Prepare Your Body for the Next Golf Season

As the golf season approaches, it is crucial for golfers to begin preparing their bodies for the demands of the sport with the best golf exercises. To prevent injury and enhance performance, golfers must incorporate effective physical fitness and conditioning practices into their preparation and training.

GOLF STRETCHES

Flexibility and range of motion are critical for golfers to optimize their swing mechanics and prevent injuries. Incorporating specific golf stretches and flexibility exercises, such as yoga or a dynamic warm-up routine, can help improve these areas.

Here are a few golf stretches to incorporate to improve flexibility and improve your range of motion:

  • Shoulder Stretch: Grip your golf club on both ends using an overhand grip and lift it over your head with straight elbows. Slowly pull your hands back as far as possible to stretch your shoulders, holding the stretch until you feel the tension in the front of your shoulders.
  • Hamstring / Lower Back Stretch: Place your right foot forward in a lunge position with your left knee on the ground. Gently press your right elbow into the inside of your right knee, twist your torso to the left, and reach your left arm behind you to stretch your lower back. Repeat on the other side.
  • Core Stretch: Stand upright with your feet shoulder-width apart and cross your arms over your chest. Gently bend your knees and lean your upper body forward. Rotate your torso to mimic your golf swing backswing position, hold for a moment, then rotate your body to mimic your follow-through position and hold for 30 seconds.

UPPER BODY EXERCISES

Core strength is essential for golfers to generate power in their swing and maintain proper posture throughout the round. Try these golf swing exercises:

  • Planks: Start in a push-up position, engage core muscles, hold for 15-30 seconds.
  • Bird Dogs: Start on all fours, raise opposite arm and leg, hold for a couple of seconds, repeat on the other side.
  • Russian Twists: Sit on the floor with your knees bent, lean back and hold a weight or a medicine ball, twist to the right and left and touch weight to the floor beside you.

Upper body strength, particularly in the shoulders, arms, and back, is also important for golfers to generate power in their swing and hit the ball further. Here are some of the best exercises for your golf swing:

  • Shoulder Press: Stand or sit with a barbell or dumbbells at shoulder level, press weight up above your head, lower back down, repeat for 2-3 sets of 8-12 reps.
  • Dumbbell Bicep Curl: Stand or sit with a dumbbell in each hand, keep your elbow close to your body, and curl the weight up towards your shoulders. Lower back down and repeat. This exercise works on your biceps, which are important for generating power in your swing.
  • Row: Stand or sit with a barbell or dumbbells in front of you, bend over slightly, pull weight towards your chest, lower back down, repeat for 2-3 sets of 8-12 reps.

LOWER BODY EXERCISES

  • Squats: Squats are a great exercise for building leg strength and power.
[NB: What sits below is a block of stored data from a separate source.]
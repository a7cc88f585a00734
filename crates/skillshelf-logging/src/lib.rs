use anyhow::Result;
use tracing_subscriber::{layer::SubscriberExt, util::SubscriberInitExt, EnvFilter};

/// Initialize the logging system
///
/// `level` is the fallback filter when `RUST_LOG` is unset.
pub fn init_logging(level: &str) -> Result<()> {
    let filter = EnvFilter::try_from_default_env().unwrap_or_else(|_| EnvFilter::new(level));

    tracing_subscriber::registry()
        .with(filter)
        .with(tracing_subscriber::fmt::layer().with_target(true))
        .try_init()?;

    Ok(())
}
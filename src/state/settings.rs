/// User settings, read from an optional JSON file
///
/// Location:
/// - Linux: ~/.config/datasheet-viewer/settings.json
/// - macOS: ~/Library/Application Support/datasheet-viewer/settings.json
/// - Windows: %APPDATA%\datasheet-viewer\settings.json
///
/// Every field is optional; a missing file means all defaults.
use serde::{Deserialize, Serialize};
use std::path::{Path, PathBuf};
use thiserror::Error;

use super::library::Library;

/// Placeholder replaced by the component name in `search_url`
pub const NAME_PLACEHOLDER: &str = "{name}";

pub const DEFAULT_SEARCH_URL: &str = "https://www.datasheetarchive.com/{name}-datasheet.html";

#[derive(Debug, Error)]
pub enum SettingsError {
    #[error("could not read {}: {source}", .path.display())]
    Read {
        path: PathBuf,
        #[source]
        source: std::io::Error,
    },

    #[error("invalid settings in {}: {source}", .path.display())]
    Parse {
        path: PathBuf,
        #[source]
        source: serde_json::Error,
    },
}

#[derive(Serialize, Deserialize, Debug, Clone, PartialEq)]
#[serde(default)]
pub struct Settings {
    /// Overrides the catalog location
    pub database_path: Option<PathBuf>,
    /// Web search template, must contain `{name}`
    pub search_url: String,
    pub dark_theme: bool,
}

impl Default for Settings {
    fn default() -> Self {
        Self {
            database_path: None,
            search_url: DEFAULT_SEARCH_URL.to_string(),
            dark_theme: true,
        }
    }
}

impl Settings {
    /// Get the path where the settings file is looked up
    pub fn default_path() -> PathBuf {
        let mut path = dirs::config_dir()
            .or_else(dirs::home_dir)
            .unwrap_or_else(|| PathBuf::from("."));

        path.push("datasheet-viewer");
        path.push("settings.json");
        path
    }

    /// Load settings from the default location
    pub fn load() -> Result<Self, SettingsError> {
        Self::load_from(&Self::default_path())
    }

    /// Load settings from `path`, falling back to defaults if the file is absent
    pub fn load_from(path: &Path) -> Result<Self, SettingsError> {
        let json = match std::fs::read_to_string(path) {
            Ok(json) => json,
            Err(e) if e.kind() == std::io::ErrorKind::NotFound => {
                log::debug!("No settings file at {}, using defaults", path.display());
                return Ok(Self::default());
            }
            Err(source) => {
                return Err(SettingsError::Read {
                    path: path.to_path_buf(),
                    source,
                })
            }
        };

        let mut settings: Settings =
            serde_json::from_str(&json).map_err(|source| SettingsError::Parse {
                path: path.to_path_buf(),
                source,
            })?;

        if !settings.search_url.contains(NAME_PLACEHOLDER) {
            log::warn!(
                "search_url '{}' has no {} placeholder, using the default",
                settings.search_url,
                NAME_PLACEHOLDER
            );
            settings.search_url = DEFAULT_SEARCH_URL.to_string();
        }

        log::info!("Loaded settings from {}", path.display());
        Ok(settings)
    }

    /// The catalog file to open: the configured one, or the per-user default
    pub fn database_path(&self) -> PathBuf {
        self.database_path
            .clone()
            .unwrap_or_else(Library::default_db_path)
    }
}

#[cfg(test)]
mod tests {
    use super::*;
    use tempfile::TempDir;

    #[test]
    fn test_missing_file_gives_defaults() {
        let dir = TempDir::new().unwrap();
        let settings = Settings::load_from(&dir.path().join("settings.json")).unwrap();
        assert_eq!(settings, Settings::default());
        assert!(settings.dark_theme);
    }

    #[test]
    fn test_partial_file_keeps_other_defaults() {
        let dir = TempDir::new().unwrap();
        let path = dir.path().join("settings.json");
        std::fs::write(&path, r#"{ "database_path": "/tmp/parts.db" }"#).unwrap();

        let settings = Settings::load_from(&path).unwrap();

        assert_eq!(settings.database_path(), PathBuf::from("/tmp/parts.db"));
        assert_eq!(settings.search_url, DEFAULT_SEARCH_URL);
        assert!(settings.dark_theme);
    }

    #[test]
    fn test_search_url_without_placeholder_is_replaced() {
        let dir = TempDir::new().unwrap();
        let path = dir.path().join("settings.json");
        std::fs::write(&path, r#"{ "search_url": "https://example.com/", "dark_theme": false }"#)
            .unwrap();

        let settings = Settings::load_from(&path).unwrap();

        assert_eq!(settings.search_url, DEFAULT_SEARCH_URL);
        assert!(!settings.dark_theme);
    }

    #[test]
    fn test_malformed_file_is_an_error() {
        let dir = TempDir::new().unwrap();
        let path = dir.path().join("settings.json");
        std::fs::write(&path, "{ not json").unwrap();

        let err = Settings::load_from(&path).unwrap_err();
        assert!(matches!(err, SettingsError::Parse { .. }));
    }

    #[test]
    fn test_default_database_path_is_per_user() {
        let settings = Settings::default();
        assert!(settings.database_path().ends_with("datasheet-viewer/datasheets.db"));
    }
}
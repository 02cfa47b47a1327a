/// Record list with a stable row-to-id binding
///
/// Each row remembers the id of the datasheet it renders, so selecting a
/// row never depends on parsing the displayed text.
use iced::widget::{button, column, scrollable, text, Column};
use iced::{Element, Length};

use crate::state::data::Datasheet;
use crate::Message;

#[derive(Debug, Clone, PartialEq)]
pub struct Row {
    pub id: i64,
    pub label: String,
}

#[derive(Debug, Default)]
pub struct RecordList {
    rows: Vec<Row>,
    selected: Option<i64>,
}

impl RecordList {
    /// Replace the rows with a fresh query result.
    /// The selection survives only if its record is still shown.
    pub fn replace(&mut self, datasheets: &[Datasheet]) {
        self.rows = datasheets
            .iter()
            .map(|datasheet| Row {
                id: datasheet.id,
                label: datasheet.to_string(),
            })
            .collect();

        if let Some(id) = self.selected {
            if !self.contains(id) {
                self.selected = None;
            }
        }
    }

    /// Select the row bound to `id`; ignored if no such row is shown
    pub fn select(&mut self, id: i64) {
        if self.contains(id) {
            self.selected = Some(id);
        }
    }

    pub fn selected(&self) -> Option<i64> {
        self.selected
    }

    pub fn len(&self) -> usize {
        self.rows.len()
    }

    pub fn is_empty(&self) -> bool {
        self.rows.is_empty()
    }

    /// Rows in display order, each bound to its record id
    pub fn rows(&self) -> &[Row] {
        &self.rows
    }

    fn contains(&self, id: i64) -> bool {
        self.rows.iter().any(|row| row.id == id)
    }

    pub fn view(&self) -> Element<Message> {
        if self.is_empty() {
            return text("No datasheets to show.").size(14).into();
        }

        let rows = Column::with_children(self.rows().iter().map(|row| {
            let style = if self.selected == Some(row.id) {
                button::primary
            } else {
                button::secondary
            };

            button(text(&row.label).size(14))
                .on_press(Message::Select(row.id))
                .style(style)
                .width(Length::Fill)
                .into()
        }))
        .spacing(2);

        column![scrollable(rows).height(Length::Fill)].into()
    }
}
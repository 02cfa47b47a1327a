/// Blocking native message boxes
use rfd::{MessageButtons, MessageDialog, MessageLevel};

use crate::error::AppError;

/// Show a failed action to the user and wait for acknowledgement
pub fn report(err: &AppError) {
    if err.is_warning() {
        log::warn!("{}: {}", err.title(), err);
    } else {
        log::error!("{}: {}", err.title(), err);
    }

    let level = if err.is_warning() {
        MessageLevel::Warning
    } else {
        MessageLevel::Error
    };

    show(level, err.title(), &err.to_string());
}

/// Show an informational message
pub fn info(title: &str, body: &str) {
    show(MessageLevel::Info, title, body);
}

fn show(level: MessageLevel, title: &str, body: &str) {
    let _ = MessageDialog::new()
        .set_level(level)
        .set_title(title)
        .set_description(body)
        .set_buttons(MessageButtons::Ok)
        .show();
}
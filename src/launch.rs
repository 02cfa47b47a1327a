/// Hand-off to the operating system: web searches and local documents
use std::path::{Path, PathBuf};

use crate::error::AppError;
use crate::state::settings::NAME_PLACEHOLDER;

/// Fill the search template with the URL-encoded component name
pub fn search_url(template: &str, component: &str) -> String {
    template.replace(NAME_PLACEHOLDER, &urlencoding::encode(component.trim()))
}

/// Resolve a stored path, failing if it no longer points at a file
pub fn existing_file(filepath: &str) -> Result<PathBuf, AppError> {
    let path = PathBuf::from(filepath);
    if path.exists() {
        Ok(path)
    } else {
        Err(AppError::FileNotFound(path))
    }
}

/// Open a URL in the default browser
pub fn open_url(url: &str) -> Result<(), AppError> {
    log::info!("Opening {}", url);
    open::that(url).map_err(|source| AppError::Launch {
        target: url.to_string(),
        source,
    })
}

/// Open a document with its default handler
pub fn open_file(path: &Path) -> Result<(), AppError> {
    log::info!("Opening {}", path.display());
    open::that(path).map_err(|source| AppError::Launch {
        target: path.display().to_string(),
        source,
    })
}

#[cfg(test)]
mod tests {
    use super::*;
    use crate::state::settings::DEFAULT_SEARCH_URL;
    use tempfile::TempDir;

    #[test]
    fn test_search_url_substitutes_name() {
        assert_eq!(
            search_url(DEFAULT_SEARCH_URL, "LM317"),
            "https://www.datasheetarchive.com/LM317-datasheet.html"
        );
    }

    #[test]
    fn test_search_url_encodes_name() {
        assert_eq!(
            search_url("https://example.com/?q={name}", " 74HC595 N/A "),
            "https://example.com/?q=74HC595%20N%2FA"
        );
    }

    #[test]
    fn test_existing_file() {
        let dir = TempDir::new().unwrap();
        let pdf = dir.path().join("lm317.pdf");
        std::fs::write(&pdf, b"%PDF-1.4").unwrap();

        assert_eq!(existing_file(pdf.to_str().unwrap()).unwrap(), pdf);

        let missing = dir.path().join("gone.pdf");
        let err = existing_file(missing.to_str().unwrap()).unwrap_err();
        assert!(matches!(err, AppError::FileNotFound(p) if p == missing));
    }
}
Start by standing with your feet shoulder-width apart, and then lower your body as if you were sitting back into a chair. Push back up to the starting position and repeat.
  • Lunges: Lunges are a great exercise for building leg strength and stability. Start by standing with your feet shoulder-width apart, and then step forward with one foot and lower your body until your thigh is parallel to the ground. Push back up to the starting position and repeat with the other leg.
  • Step-ups: Step-ups are a great exercise for building leg strength and endurance. Start by standing in front of a step or a bench, and then step up with one foot and bring the other foot up to meet it. Step back down and repeat with the other leg.
  • Glute Bridges: Glute bridges are a great exercise for building hip and glute strength. Start by lying on your back with your knees bent and your feet flat on the floor. Push through your heels to raise your hips up towards the ceiling and then lower them back down.
  • Calf Raises: Calf raises are a great exercise for building calf strength and stability. Start by standing with your feet shoulder-width apart and then raise up on your toes and lower back down.

Remember to focus on form. Start with lower weights and higher reps, and gradually increase the intensity as your body adapts. Consult with your orthopedic doctor or a physical therapist to have a personalized golf exercise plan that fits your specific needs.
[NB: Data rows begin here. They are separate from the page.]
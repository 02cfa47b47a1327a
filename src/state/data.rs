/// Shared data structures for the application state
///
/// These types represent the data model that flows between
/// the catalog database and the UI layer.
use rusqlite::types::{FromSql, FromSqlResult, ToSql, ToSqlOutput, ValueRef};
use std::fmt;
use std::str::FromStr;

/// Kind of electronic component a datasheet describes
#[derive(Debug, Clone, Copy, PartialEq, Eq, Hash, Default)]
pub enum ComponentType {
    #[default]
    Ic,
    Transistor,
    Resistor,
    Capacitor,
    Diode,
    Other,
}

impl ComponentType {
    /// Every component type, in the order the pickers show them
    pub const ALL: [ComponentType; 6] = [
        ComponentType::Ic,
        ComponentType::Transistor,
        ComponentType::Resistor,
        ComponentType::Capacitor,
        ComponentType::Diode,
        ComponentType::Other,
    ];

    /// Label used both on screen and in the `type` column
    pub fn as_str(&self) -> &'static str {
        match self {
            ComponentType::Ic => "IC",
            ComponentType::Transistor => "Transistor",
            ComponentType::Resistor => "Resistor",
            ComponentType::Capacitor => "Capacitor",
            ComponentType::Diode => "Diode",
            ComponentType::Other => "Other",
        }
    }
}

impl fmt::Display for ComponentType {
    fn fmt(&self, f: &mut fmt::Formatter<'_>) -> fmt::Result {
        f.write_str(self.as_str())
    }
}

/// Returned when a label does not name any [`ComponentType`]
#[derive(Debug, Clone, PartialEq, Eq, thiserror::Error)]
#[error("unknown component type '{0}'")]
pub struct UnknownComponentType(pub String);

impl FromStr for ComponentType {
    type Err = UnknownComponentType;

    fn from_str(s: &str) -> Result<Self, Self::Err> {
        ComponentType::ALL
            .into_iter()
            .find(|kind| kind.as_str() == s)
            .ok_or_else(|| UnknownComponentType(s.to_string()))
    }
}

impl ToSql for ComponentType {
    fn to_sql(&self) -> rusqlite::Result<ToSqlOutput<'_>> {
        Ok(ToSqlOutput::from(self.as_str()))
    }
}

impl FromSql for ComponentType {
    /// Catalogs written by older builds accepted free-text types.
    /// Anything unrecognised is read back as `Other` rather than
    /// making the whole catalog unreadable.
    fn column_result(value: ValueRef<'_>) -> FromSqlResult<Self> {
        let label = value.as_str()?;
        Ok(label.parse().unwrap_or_else(|err| {
            log::warn!("{}; treating it as Other", err);
            ComponentType::Other
        }))
    }
}

/// Type filter offered next to the record list.
///
/// `All` is not a component type: it means "no filter" and is
/// resolved by the shell, never sent to the store.
#[derive(Debug, Clone, Copy, PartialEq, Eq, Default)]
pub enum TypeFilter {
    #[default]
    All,
    Only(ComponentType),
}

impl TypeFilter {
    pub const ALL: [TypeFilter; 7] = [
        TypeFilter::All,
        TypeFilter::Only(ComponentType::Ic),
        TypeFilter::Only(ComponentType::Transistor),
        TypeFilter::Only(ComponentType::Resistor),
        TypeFilter::Only(ComponentType::Capacitor),
        TypeFilter::Only(ComponentType::Diode),
        TypeFilter::Only(ComponentType::Other),
    ];
}

impl fmt::Display for TypeFilter {
    fn fmt(&self, f: &mut fmt::Formatter<'_>) -> fmt::Result {
        match self {
            TypeFilter::All => f.write_str("All"),
            TypeFilter::Only(kind) => fmt::Display::fmt(kind, f),
        }
    }
}

/// Represents a single datasheet in the catalog
#[derive(Debug, Clone, PartialEq)]
pub struct Datasheet {
    /// Unique database ID, assigned on insert
    pub id: i64,
    /// Component identifier (e.g., "LM317")
    pub name: String,
    pub component_type: ComponentType,
    /// Path to the local document. Not checked until it is opened.
    pub filepath: String,
}

impl Datasheet {
    /// Multi-line summary shown by "View Details"
    pub fn details(&self) -> String {
        format!(
            "ID: {}\nName: {}\nType: {}\nFilepath: {}",
            self.id, self.name, self.component_type, self.filepath
        )
    }
}

/// One list line: `id: name (type) - filepath`
impl fmt::Display for Datasheet {
    fn fmt(&self, f: &mut fmt::Formatter<'_>) -> fmt::Result {
        write!(
            f,
            "{}: {} ({}) - {}",
            self.id, self.name, self.component_type, self.filepath
        )
    }
}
Finally, adequate rest and recovery are necessary for the body to heal and repair after a workout. Golfers should aim for 7-8 hours of sleep per night and allow for adequate recovery time between golf stretches and exercises to prevent overuse injuries such as golfer’s elbow.

GOLF OVERUSE INJURIES

Lateral epicondylitis, also known as tennis elbow, is a painful condition of the elbow caused by overuse and is common in golfers. This condition occurs when the tendons that join your forearm muscles to the bones become inflamed. As the muscles and tendons are overused from repeating the same motions over and over in your golf swing, they start to become damaged, resulting in pain and tenderness on the outside of the elbow.

Medial epicondylitis or “golfers elbow” is also a common elbow injury, but the inflammation occurs at the tendons that attach your forearm muscles to the inside of the bone at your elbow. Other symptoms include weakness in hands and wrists, numbness or tingling from the elbow to the fingers, and elbow stiffness.